第一次鸦片战争前美国来华传教士的人数很少,长期生活在广州、澳门的只有裨治文(Elijah C.Bridgman)、卫三畏(Samuel Wells Williams)、伯驾(Peter Parker)、史第芬(Edwin Stevens)4人。

1842年后美国来华传教士的人数迅速增加,到1850年已经达到88人,1877年新教入华70周年(是年召开第一次新教大会)时则达到210人。

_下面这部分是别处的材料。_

//! Cluster server: leads one cluster, relays membership changes to it and
//! reports its own cluster's changes up to the main server.

use std::collections::BTreeSet;

use bytes::Bytes;

use tandem_core::{ClusterNetworkRecord, ConnectionType};
use tandem_services::Removal;

use crate::node::Node;

pub(crate) async fn on_add(node: &mut Node, record: ClusterNetworkRecord) {
    let (changed, mut members) = {
        let mut topology = node.topology.write().await;
        let changed = topology.update_network(&record);
        (changed, topology.cluster_peers())
    };
    match changed {
        Ok(true) => tracing::info!(peer = %record.client, cluster = record.cluster_index, "member added"),
        Ok(false) => return,
        Err(e) => {
            tracing::warn!(peer = %record.client, error = %e, "cannot apply ADD");
            return;
        }
    }

    node.reconcile().await;
    members.retain(|m| *m != record.client);
    node.fan_out(members.into_iter().collect(), ConnectionType::Add, record.encode())
        .await;
}

/// Apply a REMOVE and relay it to the cluster. Removals from this cluster
/// also go to the main server; it ignores ones it has already applied.
pub(crate) async fn on_remove(node: &mut Node, record: ClusterNetworkRecord) {
    let (removal, own_cluster, mut recipients) = {
        let mut topology = node.topology.write().await;
        let own = topology.cluster_index(&node.local);
        let own_cluster = own.is_some() && own == topology.cluster_index(&record.client);
        let removal = topology.remove_client(&record);
        let recipients: BTreeSet<_> = topology.cluster_peers().into_iter().collect();
        (removal, own_cluster, recipients)
    };

    let removal = match removal {
        Ok(removal) => removal,
        Err(e) => {
            tracing::warn!(peer = %record.client, error = %e, "cannot apply REMOVE");
            return;
        }
    };
    let Removal::Removed { cluster_index, promoted, .. } = removal else {
        tracing::debug!(peer = %record.client, "REMOVE for unknown node, ignoring");
        return;
    };
    tracing::info!(peer = %record.client, cluster = cluster_index, own_cluster, "member removed");

    if let Some(monitor) = &node.monitor {
        monitor.timer.remove_client(&record.client);
    }
    node.transport.close_socket(&record.client);
    if promoted.as_ref() == Some(&node.local) {
        tracing::info!("promoted to cluster server");
    }
    node.reconcile().await;

    if own_cluster {
        recipients.insert(node.topology.read().await.main_server().clone());
    }
    let record = ClusterNetworkRecord::new(record.client, cluster_index);
    node.fan_out(recipients, ConnectionType::Remove, record.encode()).await;
}

/// Pass CLOSE on to the cluster, then stop.
pub(crate) async fn on_close(node: &mut Node) {
    let members = node.topology.read().await.cluster_peers();
    tracing::info!(members = members.len(), "overlay closing, relaying to cluster");
    node.fan_out(members.into_iter().collect(), ConnectionType::Close, Ok(Bytes::new()))
        .await;
    node.stop().await;
}

/// Announce our own departure to the main server.
pub(crate) async fn leave(node: &Node) {
    let (main, index) = {
        let topology = node.topology.read().await;
        (topology.main_server().clone(), topology.cluster_index(&node.local))
    };
    if let Some(index) = index {
        let record = ClusterNetworkRecord::new(node.local.clone(), index);
        node.send_control(main, ConnectionType::Remove, record.encode()).await;
    }
}
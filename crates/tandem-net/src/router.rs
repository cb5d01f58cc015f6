//! Routing decisions over a topology snapshot. Pure functions; the caller
//! holds the read lock.

use tandem_core::{ClientNode, PacketType};
use tandem_services::Topology;

/// Where a locally originated packet goes first.
#[derive(Debug, Clone, PartialEq, Eq)]
pub enum Plan {
    /// Addressed to this node.
    Local,
    Send {
        packet_type: PacketType,
        next_hop: ClientNode,
    },
    NoRoute,
}

/// What a server does with a SAMECLUSTER/OTHERCLUSTER packet it received.
#[derive(Debug, Clone, PartialEq, Eq)]
pub enum Forward {
    Deliver,
    /// Forward to `next_hop`, rewriting the type when `retarget` is set.
    Relay {
        next_hop: ClientNode,
        retarget: Option<PacketType>,
    },
    Drop(&'static str),
}

/// Route a packet this node originates for `dest`.
pub fn plan(topology: &Topology, dest: &ClientNode) -> Plan {
    let local = topology.local();
    if dest == local {
        return Plan::Local;
    }

    let own_server = topology.server_of(local);
    let direct = topology.server_of(dest) == Some(local)
        || own_server == Some(dest)
        || (topology.is_main_server() && topology.servers().contains(dest))
        || (topology.is_cluster_server() && dest == topology.main_server());
    if direct {
        return Plan::Send {
            packet_type: PacketType::Use,
            next_hop: dest.clone(),
        };
    }

    let packet_type = topology.network_type(dest);
    let next_hop = match packet_type {
        PacketType::SameCluster => own_server.cloned(),
        _ if topology.is_main_server() => topology.server_of(dest).cloned(),
        _ if topology.is_cluster_server() => Some(topology.main_server().clone()),
        // A node that has not joined yet only knows the main server.
        _ => Some(
            own_server
                .cloned()
                .unwrap_or_else(|| topology.main_server().clone()),
        ),
    };

    match next_hop {
        Some(next_hop) if next_hop != *local => Plan::Send {
            packet_type,
            next_hop,
        },
        _ => Plan::NoRoute,
    }
}

/// Decide what a server does with a routed packet for `dest`.
pub fn forward(topology: &Topology, packet_type: PacketType, dest: &ClientNode) -> Forward {
    if dest == topology.local() {
        return Forward::Deliver;
    }

    if topology.cluster_peers().contains(dest) {
        return Forward::Relay {
            next_hop: dest.clone(),
            retarget: Some(PacketType::Use),
        };
    }

    if topology.is_main_server() {
        return match topology.server_of(dest) {
            // The receiving server must not send it back up.
            Some(server) => Forward::Relay {
                next_hop: server.clone(),
                retarget: Some(PacketType::SameCluster),
            },
            None => Forward::Drop("destination not in topology"),
        };
    }

    match packet_type {
        PacketType::OtherCluster => Forward::Relay {
            next_hop: topology.main_server().clone(),
            retarget: None,
        },
        _ => Forward::Drop("destination not in this cluster"),
    }
}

(11)几乎所有的传教士都致力于汉语的学习以及对中国的研究,他们的著作成为19世纪美国人了解中国信息的最主要来源。

在我看来,美国汉学从大的方面可以分为两个时期——业余汉学时期和专业汉学时期。

虽然1877年耶鲁大学设立第一个汉学教授职位可以看作是美国专业汉学建立的标志,但专业汉学在19世纪末20世纪初发展很慢,赖德烈(Kenneth tourette)在1918年的一篇文章中这样描述当时的情况:“我们的大学给予中国研究的关注很少,在给予某种程度关注的大约30所大学中,中国仅仅是在一个学期中关于东亚的概论性课程中被涉及,只有在三所大学中有能够称得上对于中国语言、体制、历史进行研究的课程。

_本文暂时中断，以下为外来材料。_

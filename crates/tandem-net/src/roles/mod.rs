//! Role state machines.
//!
//! A node is exactly one of main server, cluster server or client at any
//! moment, derived from its topology view. Each role module holds the
//! control-packet handlers whose behaviour differs by role. Membership only
//! ever changes through ADD, REMOVE and NETWORK packets; no role touches
//! another node's view directly.

pub(crate) mod client;
pub(crate) mod cluster_server;
pub(crate) mod main_server;

use std::collections::BTreeSet;

use bytes::Bytes;

use tandem_core::{ClientNode, ClusterNetworkRecord, ConnectionType, NetworkStructure, PacketType, WireError};
use tandem_services::{Role, Topology};

use crate::node::Node;
use crate::outbox::Envelope;

/// A decoded membership or heartbeat packet.
#[derive(Debug, Clone, PartialEq, Eq)]
pub(crate) enum Control {
    Hello(ClientNode),
    Alive(ClientNode),
    Add(ClusterNetworkRecord),
    Remove(ClusterNetworkRecord),
    Network(NetworkStructure),
    Close,
}

impl Control {
    /// `None` for connection types that carry no control payload.
    pub(crate) fn decode(connection_type: ConnectionType, payload: &[u8]) -> Result<Option<Self>, WireError> {
        let control = match connection_type {
            ConnectionType::Hello => Control::Hello(ClientNode::decode(payload)?),
            ConnectionType::Alive => Control::Alive(ClientNode::decode(payload)?),
            ConnectionType::Add => Control::Add(ClusterNetworkRecord::decode(payload)?),
            ConnectionType::Remove => Control::Remove(ClusterNetworkRecord::decode(payload)?),
            ConnectionType::Network => Control::Network(NetworkStructure::decode(payload)?),
            ConnectionType::Close => Control::Close,
            ConnectionType::Coalesced | ConnectionType::Data => return Ok(None),
        };
        Ok(Some(control))
    }
}

/// Peers a node with this view should be monitoring.
///
/// The main server watches cluster servers and its own cluster; a cluster
/// server watches its members; clients watch nobody.
pub(crate) fn monitoring_scope(topology: &Topology) -> BTreeSet<ClientNode> {
    let local = topology.local();
    match topology.role() {
        Role::MainServer => topology
            .servers()
            .iter()
            .filter(|s| *s != local)
            .cloned()
            .chain(topology.cluster_peers())
            .collect(),
        Role::ClusterServer => topology.cluster_peers().into_iter().collect(),
        Role::Client => BTreeSet::new(),
    }
}

impl Node {
    /// Handle one control packet according to the current role.
    pub(crate) async fn on_control(&mut self, control: Control) {
        match control {
            Control::Hello(sender) => match self.role {
                Role::MainServer => main_server::on_hello(self, sender).await,
                _ => tracing::warn!(peer = %sender, role = ?self.role, "HELLO is only handled by the main server, dropping"),
            },
            Control::Alive(sender) => self.on_alive(&sender),
            Control::Add(record) => match self.role {
                Role::MainServer => tracing::debug!(peer = %record.client, "main server ignores ADD"),
                Role::ClusterServer => cluster_server::on_add(self, record).await,
                Role::Client => client::on_add(self, record).await,
            },
            Control::Remove(record) => self.on_remove(record).await,
            Control::Network(structure) => match self.role {
                Role::MainServer => tracing::debug!("main server ignores NETWORK"),
                _ => client::on_network(self, structure).await,
            },
            Control::Close => match self.role {
                Role::MainServer => tracing::warn!("main server ignores CLOSE"),
                Role::ClusterServer => cluster_server::on_close(self).await,
                Role::Client => client::on_close(self).await,
            },
        }
    }

    pub(crate) async fn on_remove(&mut self, record: ClusterNetworkRecord) {
        if record.client == self.local {
            if self.role == Role::MainServer {
                tracing::warn!("main server ignores REMOVE naming itself");
                return;
            }
            tracing::warn!("removed from the overlay by a peer, rejoining");
            let main = {
                let mut topology = self.topology.write().await;
                if let Err(e) = topology.remove_client(&record) {
                    tracing::warn!(error = %e, "cannot drop self from the view");
                }
                topology.main_server().clone()
            };
            self.send_control(main, ConnectionType::Hello, self.local.encode()).await;
            self.reconcile().await;
            return;
        }

        match self.role {
            Role::MainServer => main_server::on_remove(self, record).await,
            Role::ClusterServer => cluster_server::on_remove(self, record).await,
            Role::Client => client::on_remove(self, record).await,
        }
    }

    fn on_alive(&self, sender: &ClientNode) {
        match &self.monitor {
            Some(monitor) if monitor.timer.update_timeout(sender) => {
                tracing::trace!(peer = %sender, "heartbeat");
            }
            _ => tracing::debug!(peer = %sender, "heartbeat from unmonitored peer"),
        }
    }

    /// Queue one control packet straight to `dest`. Failures are logged.
    pub(crate) async fn send_control(
        &self,
        dest: ClientNode,
        connection_type: ConnectionType,
        payload: Result<Bytes, WireError>,
    ) {
        let result = match payload {
            Ok(payload) => {
                self.outbox
                    .send_direct(payload, &dest, PacketType::Use, Envelope::control(connection_type))
                    .await
            }
            Err(e) => Err(e.into()),
        };
        if let Err(e) = result {
            tracing::warn!(peer = %dest, ?connection_type, error = %e, "control packet not sent");
        }
    }

    /// Send the same control packet to every recipient except this node.
    pub(crate) async fn fan_out(
        &self,
        recipients: BTreeSet<ClientNode>,
        connection_type: ConnectionType,
        payload: Result<Bytes, WireError>,
    ) {
        let payload = match payload {
            Ok(p) => p,
            Err(e) => {
                tracing::warn!(?connection_type, error = %e, "cannot encode control payload");
                return;
            }
        };
        for dest in recipients.into_iter().filter(|d| *d != self.local) {
            self.send_control(dest, connection_type, Ok(payload.clone())).await;
        }
    }
}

美国的汉学家是如此缺乏,以至于这三所大学中的两所必须到欧洲去寻找教授。

”(12)美国学术界逐渐意识到了这个问题,1929年2月美国学术团体理事会(American Council of Learned Societies,1919年建立的全国性学术促进机构)专门成立了“促进中国研究委员会”(Committee on the Promotion of Chinese Studies),以此来改变美国汉学研究落后于其他学科的局面。

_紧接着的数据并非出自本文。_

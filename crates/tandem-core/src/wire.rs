//! Tandem wire format: the fixed 20-byte packet header plus payload.
//!
//! These types ARE the protocol. Every node built against this crate must
//! agree bit-for-bit on the layout below, so the enums carry explicit wire
//! codes instead of relying on declaration order.
//!
//! Layout (big-endian):
//!
//! ```text
//! bits 0-1   type          bits 2-4   priority     bits 5-8  module
//! bits 9-11  connType      bit  12    broadcast    bits 13-15 reserved
//! bytes 2-5   IPv4 destination address
//! bytes 6-7   destination port
//! bytes 8-11  messageId
//! bytes 12-15 chunkNum
//! bytes 16-19 chunkLength
//! bytes 20..  payload
//! ```
//!
//! Bit 0 is the most significant bit of the first 16-bit word.

use std::net::{Ipv4Addr, SocketAddrV4};

use bytes::{BufMut, Bytes, BytesMut};
use static_assertions::assert_eq_size;
use zerocopy::byteorder::{BigEndian, U16, U32};
use zerocopy::{AsBytes, FromBytes, FromZeroes};

// ── Header ───────────────────────────────────────────────────────────────────

/// Raw on-wire header. Field access goes through [`PacketInfo`]; this struct
/// only exists so the layout is checked at compile time.
#[derive(Debug, Clone, AsBytes, FromBytes, FromZeroes)]
#[repr(C)]
struct WireHeader {
    /// type | priority | module | connType | broadcast | reserved
    flags: U16<BigEndian>,
    ip: [u8; 4],
    port: U16<BigEndian>,
    message_id: U32<BigEndian>,
    chunk_num: U32<BigEndian>,
    chunk_length: U32<BigEndian>,
}

assert_eq_size!(WireHeader, [u8; HEADER_LEN]);

const TYPE_SHIFT: u16 = 14;
const PRIORITY_SHIFT: u16 = 11;
const MODULE_SHIFT: u16 = 7;
const CONN_SHIFT: u16 = 4;
const BROADCAST_SHIFT: u16 = 3;

// ── Constants ────────────────────────────────────────────────────────────────

/// Size of the fixed header in bytes.
pub const HEADER_LEN: usize = 20;

/// Size of the transport read buffer. No frame may exceed it.
pub const READ_BUFFER_SIZE: usize = 15 * 1024;

/// Largest payload a single fragment can carry and still fit the read buffer.
pub const MAX_FRAGMENT_PAYLOAD: usize = READ_BUFFER_SIZE - HEADER_LEN;

/// Highest value the 3-bit priority field can hold.
pub const MAX_PRIORITY: u8 = 7;

/// Upper bound on the number of clusters in one overlay.
pub const MAX_CLUSTERS: usize = 8;

// ── Enums ────────────────────────────────────────────────────────────────────

/// Routing class of a packet (2 bits).
#[derive(Debug, Clone, Copy, PartialEq, Eq, Hash)]
#[repr(u8)]
pub enum PacketType {
    /// Addressed to a cluster server for its own consumption.
    ClusterServer = 0,
    /// Route within the receiving server's cluster.
    SameCluster = 1,
    /// Route to a cluster other than the sender's.
    OtherCluster = 2,
    /// Final hop: consume at the receiving node.
    Use = 3,
}

impl TryFrom<u8> for PacketType {
    type Error = WireError;

    fn try_from(value: u8) -> Result<Self, Self::Error> {
        match value {
            0 => Ok(PacketType::ClusterServer),
            1 => Ok(PacketType::SameCluster),
            2 => Ok(PacketType::OtherCluster),
            3 => Ok(PacketType::Use),
            other => Err(WireError::UnknownPacketType(other)),
        }
    }
}

/// Application module a payload belongs to (4 bits).
#[derive(Debug, Clone, Copy, PartialEq, Eq, Hash, PartialOrd, Ord)]
#[repr(u8)]
pub enum ModuleType {
    Networking = 0,
    ScreenSharing = 1,
    Canvas = 2,
    UiUx = 3,
    Controller = 4,
    Ai = 5,
    Cloud = 6,
    Chat = 7,
}

impl TryFrom<u8> for ModuleType {
    type Error = WireError;

    fn try_from(value: u8) -> Result<Self, Self::Error> {
        match value {
            0 => Ok(ModuleType::Networking),
            1 => Ok(ModuleType::ScreenSharing),
            2 => Ok(ModuleType::Canvas),
            3 => Ok(ModuleType::UiUx),
            4 => Ok(ModuleType::Controller),
            5 => Ok(ModuleType::Ai),
            6 => Ok(ModuleType::Cloud),
            7 => Ok(ModuleType::Chat),
            other => Err(WireError::UnknownModule(other)),
        }
    }
}

impl From<ModuleType> for u8 {
    fn from(m: ModuleType) -> u8 {
        m as u8
    }
}

/// Control sub-type (3 bits). Only interpreted when the module is
/// [`ModuleType::Networking`]; application packets carry [`ConnectionType::Data`].
#[derive(Debug, Clone, Copy, PartialEq, Eq, Hash)]
#[repr(u8)]
pub enum ConnectionType {
    Hello = 0,
    Alive = 1,
    Add = 2,
    Remove = 3,
    Network = 4,
    Close = 5,
    /// A batch of sub-packets produced by the send-side coalescer.
    Coalesced = 6,
    Data = 7,
}

impl TryFrom<u8> for ConnectionType {
    type Error = WireError;

    fn try_from(value: u8) -> Result<Self, Self::Error> {
        match value {
            0 => Ok(ConnectionType::Hello),
            1 => Ok(ConnectionType::Alive),
            2 => Ok(ConnectionType::Add),
            3 => Ok(ConnectionType::Remove),
            4 => Ok(ConnectionType::Network),
            5 => Ok(ConnectionType::Close),
            6 => Ok(ConnectionType::Coalesced),
            7 => Ok(ConnectionType::Data),
            other => Err(WireError::UnknownConnectionType(other)),
        }
    }
}

// ── PacketInfo ───────────────────────────────────────────────────────────────

/// The decoded unit of transmission: header fields plus payload.
///
/// `payload` is an immutable [`Bytes`]; clones share the buffer but nobody can
/// mutate it through another holder.
#[derive(Debug, Clone, PartialEq, Eq)]
pub struct PacketInfo {
    pub packet_type: PacketType,
    pub priority: u8,
    pub module: ModuleType,
    pub connection_type: ConnectionType,
    pub broadcast: bool,
    pub ip_address: Ipv4Addr,
    pub port: u16,
    pub message_id: u32,
    /// 0-based fragment index.
    pub chunk_num: u32,
    /// Total fragment count. 1 means unfragmented.
    pub chunk_length: u32,
    pub payload: Bytes,
}

impl PacketInfo {
    /// A single-fragment packet at priority 0 with no broadcast flag.
    pub fn new(
        packet_type: PacketType,
        module: ModuleType,
        connection_type: ConnectionType,
        destination: SocketAddrV4,
        payload: Bytes,
    ) -> Self {
        Self {
            packet_type,
            priority: 0,
            module,
            connection_type,
            broadcast: false,
            ip_address: *destination.ip(),
            port: destination.port(),
            message_id: 0,
            chunk_num: 0,
            chunk_length: 1,
            payload,
        }
    }

    pub fn with_priority(mut self, priority: u8) -> Self {
        self.priority = priority;
        self
    }

    pub fn with_broadcast(mut self, broadcast: bool) -> Self {
        self.broadcast = broadcast;
        self
    }

    /// Destination address carried in the header.
    pub fn destination(&self) -> SocketAddrV4 {
        SocketAddrV4::new(self.ip_address, self.port)
    }

    pub fn is_fragmented(&self) -> bool {
        self.chunk_length > 1
    }

    /// Encode header and payload into one buffer.
    ///
    /// Priority is masked to its 3-bit width.
    pub fn encode(&self) -> Bytes {
        debug_assert!(self.priority <= MAX_PRIORITY, "priority out of range");

        let flags = ((self.packet_type as u16) << TYPE_SHIFT)
            | ((u16::from(self.priority) & 0x7) << PRIORITY_SHIFT)
            | ((self.module as u16) << MODULE_SHIFT)
            | ((self.connection_type as u16) << CONN_SHIFT)
            | (u16::from(self.broadcast) << BROADCAST_SHIFT);

        let header = WireHeader {
            flags: U16::new(flags),
            ip: self.ip_address.octets(),
            port: U16::new(self.port),
            message_id: U32::new(self.message_id),
            chunk_num: U32::new(self.chunk_num),
            chunk_length: U32::new(self.chunk_length),
        };

        let mut buf = BytesMut::with_capacity(HEADER_LEN + self.payload.len());
        buf.put_slice(header.as_bytes());
        buf.put_slice(&self.payload);
        buf.freeze()
    }

    /// Decode a packet. Everything after the header is the payload.
    ///
    /// Never panics: a short buffer or an unknown enum code is an error.
    pub fn decode(buf: &[u8]) -> Result<Self, WireError> {
        let header = WireHeader::read_from_prefix(buf).ok_or(WireError::Truncated(buf.len()))?;
        let flags = header.flags.get();

        Ok(Self {
            packet_type: PacketType::try_from(((flags >> TYPE_SHIFT) & 0x3) as u8)?,
            priority: ((flags >> PRIORITY_SHIFT) & 0x7) as u8,
            module: ModuleType::try_from(((flags >> MODULE_SHIFT) & 0xF) as u8)?,
            connection_type: ConnectionType::try_from(((flags >> CONN_SHIFT) & 0x7) as u8)?,
            broadcast: (flags >> BROADCAST_SHIFT) & 0x1 == 1,
            ip_address: Ipv4Addr::from(header.ip),
            port: header.port.get(),
            message_id: header.message_id.get(),
            chunk_num: header.chunk_num.get(),
            chunk_length: header.chunk_length.get(),
            payload: Bytes::copy_from_slice(&buf[HEADER_LEN..]),
        })
    }
}

/// Copy of `raw` with only the packet type bits replaced.
///
/// Used by relaying servers on the last hop; the payload is never touched.
pub fn retarget(raw: &[u8], packet_type: PacketType) -> Result<Bytes, WireError> {
    if raw.len() < HEADER_LEN {
        return Err(WireError::Truncated(raw.len()));
    }
    let mut buf = BytesMut::from(raw);
    buf[0] = (buf[0] & 0b0011_1111) | ((packet_type as u8) << 6);
    Ok(buf.freeze())
}

/// Priority field of an encoded packet, without decoding the rest.
pub fn peek_priority(raw: &[u8]) -> Result<u8, WireError> {
    if raw.len() < HEADER_LEN {
        return Err(WireError::Truncated(raw.len()));
    }
    Ok((raw[0] >> 3) & 0x7)
}

// ── Errors ───────────────────────────────────────────────────────────────────

/// Errors that can arise when interpreting wire-format data.
#[derive(Debug, Clone, PartialEq, Eq, thiserror::Error)]
pub enum WireError {
    #[error("buffer of {0} bytes is shorter than the {HEADER_LEN}-byte header")]
    Truncated(usize),

    #[error("unknown packet type: {0}")]
    UnknownPacketType(u8),

    #[error("unknown module id: {0}")]
    UnknownModule(u8),

    #[error("unknown connection type: {0}")]
    UnknownConnectionType(u8),

    #[error("host name of {0} bytes does not fit a 1-byte length prefix")]
    HostTooLong(usize),

    #[error("host is not valid UTF-8")]
    InvalidHost,

    #[error("cannot resolve {0} to an IPv4 address")]
    UnresolvableHost(String),

    #[error("port {0} out of range")]
    InvalidPort(u32),

    #[error("record truncated: needed {needed} bytes, {remaining} remaining")]
    RecordTruncated { needed: usize, remaining: usize },

    #[error("network structure has {0} clusters, limit is {MAX_CLUSTERS}")]
    TooManyClusters(usize),

    #[error("network structure has {clusters} clusters but {servers} servers")]
    ServerCountMismatch { clusters: usize, servers: usize },

    #[error("server of cluster {0} is not one of its members")]
    ServerNotMember(usize),
}

// ── Tests ────────────────────────────────────────────────────────────────────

所以我们不妨将1877年至1928年(哈佛燕京学社建立)或1929年(促进中国研究委员会建立)的这50年看作是过渡时期。

专业汉学内部传统汉学与中国学的分野可以哈佛东亚研究中心建立的1955年为时间点,从美国东方学会中分离出来的亚洲学会(Association for Asian Studies)建立的1956年同样可以作为一个标志性的时间点,而分离的动力同样来自费正清。

仍然以上述的时间点为界线,我们或者可以把美国汉学分成更为清晰的三个时期,即早期(1877年前)、中期(1877~1928年)、后期(1929年后)。

二、研究现状就近20多年来国内外对美国汉学的研究来看,战后的中国学是重点。

1981年出版的《美国中国学手册》可以说是国内研究的一个开端,该手册系统地编译和整理了战后530名美国中国学家和515名美籍华裔中国学家的生平著述资料,同时还全面介绍了美国研究中国的机构、收藏中文资料的图书馆、出版的中国学书目等一系列信息,是一本资料翔实的工具书,为此后美国中国学的研究打下了扎实的基础。